_Work instructions_
Below are the entries; give again exactly the lines from the one mentioning "use serde::Serialize;" through the one mentioning "only speaks HTTP.", inclusive.
(Study material)
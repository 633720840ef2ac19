use std::cmp::Ordering;

use async_trait::async_trait;
use serde::Serialize;

use crate::sync::CheckKind;
use crate::types::ServiceRecord;

const PING_REPLY: &str = "pong";

/// php-fpm pools are reached through this service's own FastCGI proxy
/// route, since the agent only speaks HTTP.
pub struct PhpFpmCheck {
    listen_port: u16,
}

impl PhpFpmCheck {
    pub fn new(listen_port: u16) -> Self {
        Self { listen_port }
    }

    fn proxy_url(&self, service: &ServiceRecord, endpoint: &str) -> String {
        format!(
            "http://{addr}:{listen}/php-fpm/{project}/{addr}/{port}/{endpoint}",
            addr = service.address,
            listen = self.listen_port,
            project = service.name,
            port = service.port,
        )
    }
}

#[derive(Debug, Clone, PartialEq, Eq, Serialize)]
pub struct PhpFpmInstance {
    pub status_url: String,
    pub ping_url: String,
    pub ping_reply: String,
    pub tags: Vec<String>,
}

impl Ord for PhpFpmInstance {
    fn cmp(&self, other: &Self) -> Ordering {
        self.ping_url
            .cmp(&other.ping_url)
            .then_with(|| self.status_url.cmp(&other.status_url))
            .then_with(|| self.tags.cmp(&other.tags))
            .then_with(|| self.ping_reply.cmp(&other.ping_reply))
    }
}

impl PartialOrd for PhpFpmInstance {
    fn partial_cmp(&self, other: &Self) -> Option<Ordering> {
        Some(self.cmp(other))
    }
}

#[async_trait]
impl CheckKind for PhpFpmCheck {
    type Instance = PhpFpmInstance;

    fn name(&self) -> &'static str {
        "php-fpm"
    }

    async fn project(&self, service: &ServiceRecord) -> Option<PhpFpmInstance> {
        Some(PhpFpmInstance {
            status_url: self.proxy_url(service, "status"),
            ping_url: self.proxy_url(service, "ping"),
            ping_reply: PING_REPLY.to_string(),
            tags: vec![format!("project:{}", service.name)],
        })
    }
}
mod shutdown;

pub use shutdown::{QuitReceiver, ShutdownSignal};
(End Study material)
_Task solution_
use serde::Serialize;

use crate::sync::CheckKind;
use crate::types::ServiceRecord;

const PING_REPLY: &str = "pong";

/// php-fpm pools are reached through this service's own FastCGI proxy
/// route, since the agent only speaks HTTP.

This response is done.